Demir, kanserden korunmak için şunları tavsiye etti:
"Kanserden koruyucu diyet diye tarif edilen beslenme tarzı, Akdeniz diyetidir. Bol miktarda meyve, sebze, balık ve zeytinyağlı tüketmemiz lazım. Yağ olarak doymuş yağları değil zeytinyağının tercih edilmesi gerekiyor. Ancak Akdeniz diyetinin kötü yanlarından biri de mangal alışkanlığı. Mangal yapılırken özellikle etin yüksek ısıya maruz kalması, etin etrafında nitrozamin maddelerinin oluşmasına neden oluyor. Bu maddeler, sindirim sistemi kanserlerine, mide kanserlerine yol açabilecek zararlı etkilere sahip. Özellikle tuzlanmış gıdalarla mide kanseri arasında ilişki var. Sigaranın kanser yapıcı etkisi artık tartışılmaz bir gerçek. Sigara sadece akciğer kanserine değil, baş-boyun, mide ve mesane kanserlerine de yol açıyor. Alkol de sigara gibi keyif veren ama zararlı bir madde. Aşırı miktarda alkol almanın da, baş-boyun kanserleri, yemek borusu ve pankreas kanseri türlerini artırdığı araştırmalarla ispatlanmış bir gerçek.

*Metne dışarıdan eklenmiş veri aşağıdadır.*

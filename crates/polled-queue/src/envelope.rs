//! Transport envelope and body codec.
//!
//! Messages are routed through the internal pipelines inside an [`Envelope`]
//! that names the pipeline handler while keeping the wrapped message intact.
//! Bodies sent to the remote are JSON-encoded, then base64-encoded so the
//! remote only ever stores a printable string.

use crate::error::CodecError;
use crate::message::Message;
use base64::{engine::general_purpose::STANDARD, Engine as _};

/// Wrapper carrying a message through an internal pipeline
#[derive(Debug, Clone, PartialEq, Eq)]
pub struct Envelope {
    handler: String,
    message: Message,
}

impl Envelope {
    /// Wrap a message for delivery to an internal handler
    pub fn wrap(message: Message, handler: impl Into<String>) -> Self {
        Self {
            handler: handler.into(),
            message,
        }
    }

    /// Name of the internal handler this envelope is routed to
    pub fn handler(&self) -> &str {
        &self.handler
    }

    /// Borrow the wrapped message
    pub fn message(&self) -> &Message {
        &self.message
    }

    /// Take the wrapped message back
    pub fn into_message(self) -> Message {
        self.message
    }
}

/// Encode a message into the remote's transport string
pub fn encode_message(message: &Message) -> Result<String, CodecError> {
    let bytes = serde_json::to_vec(message)?;
    Ok(STANDARD.encode(bytes))
}

/// Decode a transport string back into a message
///
/// Remote-assigned fields (`id`, `reservation_id`, `reserved_count`) are left
/// empty; the caller fills them from the remote record.
pub fn decode_message(body: &str) -> Result<Message, CodecError> {
    let bytes = STANDARD.decode(body)?;
    Ok(serde_json::from_slice(&bytes)?)
}

#[cfg(test)]
#[path = "envelope_tests.rs"]
mod tests;
//! Shared test doubles for unit tests.

use crate::error::RemoteError;
use crate::handler::{HandlerError, MessageHandler};
use crate::message::Message;
use crate::remote::{InMemoryRemote, QueueInfo, RemoteMessage, RemoteQueue, ReservedRef};
use async_trait::async_trait;
use std::collections::{HashMap, VecDeque};
use std::sync::{Arc, Mutex};
use std::time::Duration;

/// Remote wrapper that counts calls, records batch sizes and injects failures
pub(crate) struct RecordingRemote {
    inner: InMemoryRemote,
    calls: Mutex<HashMap<&'static str, u32>>,
    failures: Mutex<HashMap<&'static str, VecDeque<RemoteError>>>,
    batch_sizes: Mutex<Vec<usize>>,
    push_delays: Mutex<Vec<u64>>,
    poll_sizes: Mutex<Vec<usize>>,
    poll_waits: Mutex<Vec<u64>>,
    panics: Mutex<Vec<&'static str>>,
    delete_latency: Mutex<Duration>,
}

impl RecordingRemote {
    pub(crate) fn new(name: &str) -> Arc<Self> {
        Self::wrap(InMemoryRemote::new(name))
    }

    pub(crate) fn wrap(inner: InMemoryRemote) -> Arc<Self> {
        Arc::new(Self {
            inner,
            calls: Mutex::new(HashMap::new()),
            failures: Mutex::new(HashMap::new()),
            batch_sizes: Mutex::new(Vec::new()),
            push_delays: Mutex::new(Vec::new()),
            poll_sizes: Mutex::new(Vec::new()),
            poll_waits: Mutex::new(Vec::new()),
            panics: Mutex::new(Vec::new()),
            delete_latency: Mutex::new(Duration::ZERO),
        })
    }

    pub(crate) fn inner(&self) -> &InMemoryRemote {
        &self.inner
    }

    /// Make the next call to `operation` fail with `error`
    pub(crate) fn fail_next(&self, operation: &'static str, error: RemoteError) {
        self.failures
            .lock()
            .unwrap()
            .entry(operation)
            .or_default()
            .push_back(error);
    }

    /// Make the next call to `operation` panic
    pub(crate) fn panic_next(&self, operation: &'static str) {
        self.panics.lock().unwrap().push(operation);
    }

    pub(crate) fn calls(&self, operation: &str) -> u32 {
        self.calls
            .lock()
            .unwrap()
            .get(operation)
            .copied()
            .unwrap_or(0)
    }

    pub(crate) fn batch_sizes(&self) -> Vec<usize> {
        self.batch_sizes.lock().unwrap().clone()
    }

    pub(crate) fn push_delays(&self) -> Vec<u64> {
        self.push_delays.lock().unwrap().clone()
    }

    pub(crate) fn poll_sizes(&self) -> Vec<usize> {
        self.poll_sizes.lock().unwrap().clone()
    }

    pub(crate) fn poll_waits(&self) -> Vec<u64> {
        self.poll_waits.lock().unwrap().clone()
    }

    pub(crate) fn set_delete_latency(&self, latency: Duration) {
        *self.delete_latency.lock().unwrap() = latency;
    }

    /// Push `count` messages and reserve them all
    pub(crate) async fn reserved(&self, count: usize) -> Vec<Message> {
        for i in 0..count {
            self.inner.push(format!("body-{}", i), 0).await.unwrap();
        }
        self.inner
            .long_poll(count, 60, 0)
            .await
            .unwrap()
            .into_iter()
            .map(|record| {
                let mut message = Message::new("task", record.body.into_bytes());
                message.id = Some(record.id);
                message.reservation_id = Some(record.reservation_id);
                message.reserved_count = record.reserved_count;
                message
            })
            .collect()
    }

    fn record(&self, operation: &'static str) -> Result<(), RemoteError> {
        *self.calls.lock().unwrap().entry(operation).or_insert(0) += 1;
        let should_panic = {
            let mut panics = self.panics.lock().unwrap();
            match panics.iter().position(|op| *op == operation) {
                Some(index) => {
                    panics.remove(index);
                    true
                }
                None => false,
            }
        };
        if should_panic {
            panic!("injected {} panic", operation);
        }
        match self
            .failures
            .lock()
            .unwrap()
            .get_mut(operation)
            .and_then(VecDeque::pop_front)
        {
            Some(error) => Err(error),
            None => Ok(()),
        }
    }
}

pub(crate) fn server_error() -> RemoteError {
    RemoteError::Status {
        status: 503,
        message: "service unavailable".to_string(),
    }
}

#[async_trait]
impl RemoteQueue for RecordingRemote {
    fn name(&self) -> &str {
        self.inner.name()
    }

    async fn push(&self, body: String, delay_secs: u64) -> Result<String, RemoteError> {
        self.record("push")?;
        self.push_delays.lock().unwrap().push(delay_secs);
        self.inner.push(body, delay_secs).await
    }

    async fn long_poll(
        &self,
        n: usize,
        reservation_secs: u64,
        wait_secs: u64,
    ) -> Result<Vec<RemoteMessage>, RemoteError> {
        self.record("long_poll")?;
        self.poll_sizes.lock().unwrap().push(n);
        self.poll_waits.lock().unwrap().push(wait_secs);
        self.inner.long_poll(n, reservation_secs, wait_secs).await
    }

    async fn release(
        &self,
        id: &str,
        reservation_id: &str,
        delay_secs: u64,
    ) -> Result<(), RemoteError> {
        self.record("release")?;
        self.inner.release(id, reservation_id, delay_secs).await
    }

    async fn delete(&self, id: &str, reservation_id: &str) -> Result<(), RemoteError> {
        self.record("delete")?;
        self.inner.delete(id, reservation_id).await
    }

    async fn delete_reserved(&self, messages: &[ReservedRef]) -> Result<(), RemoteError> {
        let latency = *self.delete_latency.lock().unwrap();
        if !latency.is_zero() {
            tokio::time::sleep(latency).await;
        }
        self.record("delete_reserved")?;
        self.batch_sizes.lock().unwrap().push(messages.len());
        self.inner.delete_reserved(messages).await
    }

    async fn clear(&self) -> Result<(), RemoteError> {
        self.record("clear")?;
        self.inner.clear().await
    }

    async fn info(&self) -> Result<QueueInfo, RemoteError> {
        self.record("info")?;
        self.inner.info().await
    }

    async fn create_queue(&self) -> Result<(), RemoteError> {
        self.record("create_queue")?;
        self.inner.create_queue().await
    }
}

/// Handler that records every message and fails while `failures` remain
#[derive(Default)]
pub(crate) struct RecordingHandler {
    pub(crate) seen: Mutex<Vec<Message>>,
    pub(crate) failures: Mutex<u32>,
}

impl RecordingHandler {
    pub(crate) fn failing(failures: u32) -> Arc<Self> {
        Arc::new(Self {
            seen: Mutex::new(Vec::new()),
            failures: Mutex::new(failures),
        })
    }

    pub(crate) fn seen(&self) -> Vec<Message> {
        self.seen.lock().unwrap().clone()
    }
}

#[async_trait]
impl MessageHandler for RecordingHandler {
    async fn handle(&self, message: &Message) -> Result<(), HandlerError> {
        self.seen.lock().unwrap().push(message.clone());
        let mut failures = self.failures.lock().unwrap();
        if *failures > 0 {
            *failures -= 1;
            return Err("handler failure".into());
        }
        Ok(())
    }
}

Rafine şekerden uzak durduğunuz gibi işlenmiş, paketteki ürünlerden de uzak durmanızda yarar var. Aşırı derecede hayvansal yağ tüketimi de kanser riskini artırdığından tüketilmemesi gerekenler arasında yer alıyor. Hepimizin hayat boyunca ideal kilomuzu korumamız gerekiyor. Zira obezite ile meme, kalınbağırsak ve prostat kanserleri arasında birebir ilişki var. Düzenli egzersizin kanseri riskini azalttığı biliniyor. En az günde 30-40 dakika tempolu olarak, kalp hızını artıracak şekilde, spor ayakkabılarla yürüyüş yapılması önem taşıyor. Türkiye güneş kuşağı ülkesi. Kış hariç neredeyse üç mevsim güneş var. Ama özellikle de yazın güneş ışınları daha dik geliyor. Dik gelen ışınların zararları daha yüksek. Bu nedenle hepimizin özellikle de çocukların güneşten korunması gerekiyor. Çünkü çocukken oluşan güneş yanıkları gelecekte melanomların, yani cilt kanserinin oluşmasına zemin hazırlıyor. Günümüzde bazı kanser türlerine karşı geliştirilmiş testler ve tarama programları var. Ailesinde hiçbir risk faktörü taşımayan, kendisinde hiçbir şikayet olmayan tamamıyla sağlıklı insanların; belli yaşlardan itibaren bu testleri belli sıklıklarda yaptırması gerekiyor. Bu testler mamografi, smear testi, PSA testi, kolonoskopi ile ben takibi."